Stored items:
───
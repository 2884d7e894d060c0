//! Stagecraft Core
//!
//! Run-time half of the engine:
//! 1. **Orchestrator**: executes an execution plan in single, multi or canary mode
//! 2. **Execution scope**: releases leased resources on every exit path
//! 3. **Lifecycle events**: per-run ordered event list, mirrored into the
//!    telemetry ledger and an optional publisher
//!
//! # Quick Start
//!
//! ```rust,ignore
//! use stagecraft_core::prelude::*;
//! use std::sync::Arc;
//!
//! let orchestrator = Orchestrator::new(Arc::new(registry), Arc::new(TelemetryLedger::new()))?;
//! let output = orchestrator
//!     .run(RunRequest::single(TenantId::new("acme")?, serde_json::json!({"value": 1})))
//!     .await?;
//! println!("{:?}", output.payload());
//! ```

pub mod collaborators;
pub mod config;
pub mod error;
pub mod event;
pub mod logging;
pub mod orchestrator;
pub mod run;
pub mod scope;

// Re-exports
pub use collaborators::{
    BroadcastPublisher, Clock, PublishError, Publisher, RunOutcome, RunQuery, RunRecord, Store,
    StoreError, SystemClock,
};
pub use config::{ConfigError, EngineConfig, DEFAULT_PHASE_QUEUE_CAPACITY};
pub use error::{BuildError, OrchestratorError, RunError};
pub use event::{EventEnvelope, EventKind, EventLog, LifecycleEvent};
pub use logging::{init_json_tracing, init_tracing};
pub use orchestrator::{
    Orchestrator, OrchestratorBuilder, OrchestratorOutput, PhaseOutput, RunDiagnostics,
    RunInput, RunOutput, RunRequest, Signal, SignalOutput,
};
pub use run::{
    allowed_transitions, validate_transition, RunContext, RunMode, RunState, RunStateMachine,
    StateError,
};
pub use scope::{with_scope, DisposalReport, ExecutionScope};

// Downstream crates get the whole engine from one dependency
pub use stagecraft_kernel as kernel;
pub use stagecraft_telemetry as telemetry;
pub use tokio_util::sync::CancellationToken;

/// Common imports
pub mod prelude {
    pub use crate::{
        CancellationToken, EngineConfig, EventKind, LifecycleEvent, Orchestrator,
        OrchestratorError, OrchestratorOutput, RunError, RunInput, RunMode, RunRequest, RunState,
        Signal,
    };
    pub use stagecraft_kernel::prelude::*;
    pub use stagecraft_telemetry::{LedgerSnapshot, TelemetryLedger};
}

/// Version of this crate
pub const VERSION: &str = env!("CARGO_PKG_VERSION");
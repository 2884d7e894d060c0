//! Execution scope
//!
//! [`ExecutionScope`] is an explicit stack of deferred disposals. Resources
//! are released in reverse acquisition order, each exactly once, when the
//! scope is disposed or dropped. Dropping covers the exits a `finally` would:
//! an early return, an unwinding panic, and a future dropped mid-await.
//!
//! Disposal failures are logged at `warn` and counted, never returned.

use stagecraft_kernel::{Disposable, DisposalError};
use std::future::Future;

/// Outcome of one [`ExecutionScope::dispose`] call
#[derive(Debug, Clone, Copy, Default, PartialEq, Eq)]
pub struct DisposalReport {
    /// Resources released cleanly
    pub released: usize,
    /// Resources whose release failed
    pub failed: usize,
}

impl DisposalReport {
    /// Whether this call disposed nothing
    #[inline]
    #[must_use]
    pub fn is_noop(&self) -> bool {
        self.released == 0 && self.failed == 0
    }
}

/// Deferred closure run on dispose
struct Deferred<F> {
    label: String,
    action: Option<F>,
}

impl<F> Disposable for Deferred<F>
where
    F: FnOnce() -> Result<(), DisposalError> + Send,
{
    fn label(&self) -> &str {
        &self.label
    }

    fn dispose(&mut self) -> Result<(), DisposalError> {
        match self.action.take() {
            Some(action) => action(),
            None => Err(DisposalError::AlreadyReleased {
                resource: self.label.clone(),
            }),
        }
    }
}

/// Stack of resources released on exit
pub struct ExecutionScope {
    label: String,
    stack: Vec<Box<dyn Disposable>>,
    disposed: bool,
}

impl ExecutionScope {
    /// Create empty scope
    #[must_use]
    pub fn new(label: impl Into<String>) -> Self {
        Self {
            label: label.into(),
            stack: Vec::new(),
            disposed: false,
        }
    }

    /// Scope label
    #[inline]
    #[must_use]
    pub fn label(&self) -> &str {
        &self.label
    }

    /// Push a resource to release on exit
    ///
    /// Deferring into an already disposed scope releases the resource
    /// immediately.
    pub fn defer<D: Disposable + 'static>(&mut self, resource: D) {
        if self.disposed {
            let mut resource = resource;
            self.release(&mut resource);
            return;
        }
        self.stack.push(Box::new(resource));
    }

    /// Push a closure to run on exit
    pub fn defer_fn<F>(&mut self, label: impl Into<String>, action: F)
    where
        F: FnOnce() -> Result<(), DisposalError> + Send + 'static,
    {
        self.defer(Deferred {
            label: label.into(),
            action: Some(action),
        });
    }

    /// Resources still held
    #[inline]
    #[must_use]
    pub fn len(&self) -> usize {
        self.stack.len()
    }

    /// Check if nothing is held
    #[inline]
    #[must_use]
    pub fn is_empty(&self) -> bool {
        self.stack.is_empty()
    }

    /// Whether [`ExecutionScope::dispose`] has run
    #[inline]
    #[must_use]
    pub fn is_disposed(&self) -> bool {
        self.disposed
    }

    /// Release everything in reverse order
    ///
    /// Idempotent; later calls return an empty report.
    pub fn dispose(&mut self) -> DisposalReport {
        let mut report = DisposalReport::default();
        if self.disposed {
            return report;
        }
        self.disposed = true;

        while let Some(mut resource) = self.stack.pop() {
            if self.release(resource.as_mut()) {
                report.released += 1;
            } else {
                report.failed += 1;
            }
        }
        tracing::debug!(
            scope = %self.label,
            released = report.released,
            failed = report.failed,
            "execution scope disposed"
        );
        report
    }

    fn release(&self, resource: &mut dyn Disposable) -> bool {
        match resource.dispose() {
            Ok(()) => true,
            Err(e) => {
                tracing::warn!(
                    scope = %self.label,
                    resource = resource.label(),
                    error = %e,
                    "disposal failed"
                );
                false
            }
        }
    }
}

impl std::fmt::Debug for ExecutionScope {
    fn fmt(&self, f: &mut std::fmt::Formatter<'_>) -> std::fmt::Result {
        f.debug_struct("ExecutionScope")
            .field("label", &self.label)
            .field(
                "held",
                &self.stack.iter().map(|r| r.label()).collect::<Vec<_>>(),
            )
            .field("disposed", &self.disposed)
            .finish()
    }
}

impl Drop for ExecutionScope {
    fn drop(&mut self) {
        self.dispose();
    }
}

/// Acquire resources, run `body`, release on every exit
///
/// `acquire` defers whatever it takes into the scope and returns the handles
/// `body` needs. The scope lives inside the returned future, so dropping that
/// future releases everything too.
pub async fn with_scope<R, T, A, B, Fut>(label: &str, acquire: A, body: B) -> T
where
    A: FnOnce(&mut ExecutionScope) -> R,
    B: FnOnce(R) -> Fut,
    Fut: Future<Output = T>,
{
    let mut scope = ExecutionScope::new(label);
    let handles = acquire(&mut scope);
    let output = body(handles).await;
    scope.dispose();
    output
}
───
Your task: When you reach the end of the data, write every line out again verbatim.

Response for this exercise:
repository 2884d7e894d060c0
//! Stagecraft Core
//!
//! Run-time half of the engine:
//! 1. **Orchestrator**: executes an execution plan in single, multi or canary mode
//! 2. **Execution scope**: releases leased resources on every exit path
//! 3. **Lifecycle events**: per-run ordered event list, mirrored into the
//!    telemetry ledger and an optional publisher
//!
//! # Quick Start
//!
//! ```rust,ignore
//! use stagecraft_core::prelude::*;
//! use std::sync::Arc;
//!
//! let orchestrator = Orchestrator::new(Arc::new(registry), Arc::new(TelemetryLedger::new()))?;
//! let output = orchestrator
//!     .run(RunRequest::single(TenantId::new("acme")?, serde_json::json!({"value": 1})))
//!     .await?;
//! println!("{:?}", output.payload());
//! ```

pub mod collaborators;
pub mod config;
pub mod error;
pub mod event;
pub mod logging;
pub mod orchestrator;
pub mod run;
pub mod scope;

// Re-exports
pub use collaborators::{
    BroadcastPublisher, Clock, PublishError, Publisher, RunOutcome, RunQuery, RunRecord, Store,
    StoreError, SystemClock,
};
pub use config::{ConfigError, EngineConfig, DEFAULT_PHASE_QUEUE_CAPACITY};
pub use error::{BuildError, OrchestratorError, RunError};
pub use event::{EventEnvelope, EventKind, EventLog, LifecycleEvent};
pub use logging::{init_json_tracing, init_tracing};
pub use orchestrator::{
    Orchestrator, OrchestratorBuilder, OrchestratorOutput, PhaseOutput, RunDiagnostics,
    RunInput, RunOutput, RunRequest, Signal, SignalOutput,
};
pub use run::{
    allowed_transitions, validate_transition, RunContext, RunMode, RunState, RunStateMachine,
    StateError,
};
pub use scope::{with_scope, DisposalReport, ExecutionScope};

// Downstream crates get the whole engine from one dependency
pub use stagecraft_kernel as kernel;
pub use stagecraft_telemetry as telemetry;
pub use tokio_util::sync::CancellationToken;

/// Common imports
pub mod prelude {
    pub use crate::{
        CancellationToken, EngineConfig, EventKind, LifecycleEvent, Orchestrator,
        OrchestratorError, OrchestratorOutput, RunError, RunInput, RunMode, RunRequest, RunState,
        Signal,
    };
    pub use stagecraft_kernel::prelude::*;
    pub use stagecraft_telemetry::{LedgerSnapshot, TelemetryLedger};
}

/// Version of this crate
pub const VERSION: &str = env!("CARGO_PKG_VERSION");
repository 2884d7e894d060c0
//! Execution scope
//!
//! [`ExecutionScope`] is an explicit stack of deferred disposals. Resources
//! are released in reverse acquisition order, each exactly once, when the
//! scope is disposed or dropped. Dropping covers the exits a `finally` would:
//! an early return, an unwinding panic, and a future dropped mid-await.
//!
//! Disposal failures are logged at `warn` and counted, never returned.

use stagecraft_kernel::{Disposable, DisposalError};
use std::future::Future;

/// Outcome of one [`ExecutionScope::dispose`] call
#[derive(Debug, Clone, Copy, Default, PartialEq, Eq)]
pub struct DisposalReport {
    /// Resources released cleanly
    pub released: usize,
    /// Resources whose release failed
    pub failed: usize,
}

impl DisposalReport {
    /// Whether this call disposed nothing
    #[inline]
    #[must_use]
    pub fn is_noop(&self) -> bool {
        self.released == 0 && self.failed == 0
    }
}

/// Deferred closure run on dispose
struct Deferred<F> {
    label: String,
    action: Option<F>,
}

impl<F> Disposable for Deferred<F>
where
    F: FnOnce() -> Result<(), DisposalError> + Send,
{
    fn label(&self) -> &str {
        &self.label
    }

    fn dispose(&mut self) -> Result<(), DisposalError> {
        match self.action.take() {
            Some(action) => action(),
            None => Err(DisposalError::AlreadyReleased {
                resource: self.label.clone(),
            }),
        }
    }
}

/// Stack of resources released on exit
pub struct ExecutionScope {
    label: String,
    stack: Vec<Box<dyn Disposable>>,
    disposed: bool,
}

impl ExecutionScope {
    /// Create empty scope
    #[must_use]
    pub fn new(label: impl Into<String>) -> Self {
        Self {
            label: label.into(),
            stack: Vec::new(),
            disposed: false,
        }
    }

    /// Scope label
    #[inline]
    #[must_use]
    pub fn label(&self) -> &str {
        &self.label
    }

    /// Push a resource to release on exit
    ///
    /// Deferring into an already disposed scope releases the resource
    /// immediately.
    pub fn defer<D: Disposable + 'static>(&mut self, resource: D) {
        if self.disposed {
            let mut resource = resource;
            self.release(&mut resource);
            return;
        }
        self.stack.push(Box::new(resource));
    }

    /// Push a closure to run on exit
    pub fn defer_fn<F>(&mut self, label: impl Into<String>, action: F)
    where
        F: FnOnce() -> Result<(), DisposalError> + Send + 'static,
    {
        self.defer(Deferred {
            label: label.into(),
            action: Some(action),
        });
    }

    /// Resources still held
    #[inline]
    #[must_use]
    pub fn len(&self) -> usize {
        self.stack.len()
    }

    /// Check if nothing is held
    #[inline]
    #[must_use]
    pub fn is_empty(&self) -> bool {
        self.stack.is_empty()
    }

    /// Whether [`ExecutionScope::dispose`] has run
    #[inline]
    #[must_use]
    pub fn is_disposed(&self) -> bool {
        self.disposed
    }

    /// Release everything in reverse order
    ///
    /// Idempotent; later calls return an empty report.
    pub fn dispose(&mut self) -> DisposalReport {
        let mut report = DisposalReport::default();
        if self.disposed {
            return report;
        }
        self.disposed = true;

        while let Some(mut resource) = self.stack.pop() {
            if self.release(resource.as_mut()) {
                report.released += 1;
            } else {
                report.failed += 1;
            }
        }
        tracing::debug!(
            scope = %self.label,
            released = report.released,
            failed = report.failed,
            "execution scope disposed"
        );
        report
    }

    fn release(&self, resource: &mut dyn Disposable) -> bool {
        match resource.dispose() {
            Ok(()) => true,
            Err(e) => {
                tracing::warn!(
                    scope = %self.label,
                    resource = resource.label(),
                    error = %e,
                    "disposal failed"
                );
                false
            }
        }
    }
}

impl std::fmt::Debug for ExecutionScope {
    fn fmt(&self, f: &mut std::fmt::Formatter<'_>) -> std::fmt::Result {
        f.debug_struct("ExecutionScope")
            .field("label", &self.label)
            .field(
                "held",
                &self.stack.iter().map(|r| r.label()).collect::<Vec<_>>(),
            )
            .field("disposed", &self.disposed)
            .finish()
    }
}

impl Drop for ExecutionScope {
    fn drop(&mut self) {
        self.dispose();
    }
}

/// Acquire resources, run `body`, release on every exit
///
/// `acquire` defers whatever it takes into the scope and returns the handles
/// `body` needs. The scope lives inside the returned future, so dropping that
/// future releases everything too.
pub async fn with_scope<R, T, A, B, Fut>(label: &str, acquire: A, body: B) -> T
where
    A: FnOnce(&mut ExecutionScope) -> R,
    B: FnOnce(R) -> Fut,
    Fut: Future<Output = T>,
{
    let mut scope = ExecutionScope::new(label);
    let handles = acquire(&mut scope);
    let output = body(handles).await;
    scope.dispose();
    output
}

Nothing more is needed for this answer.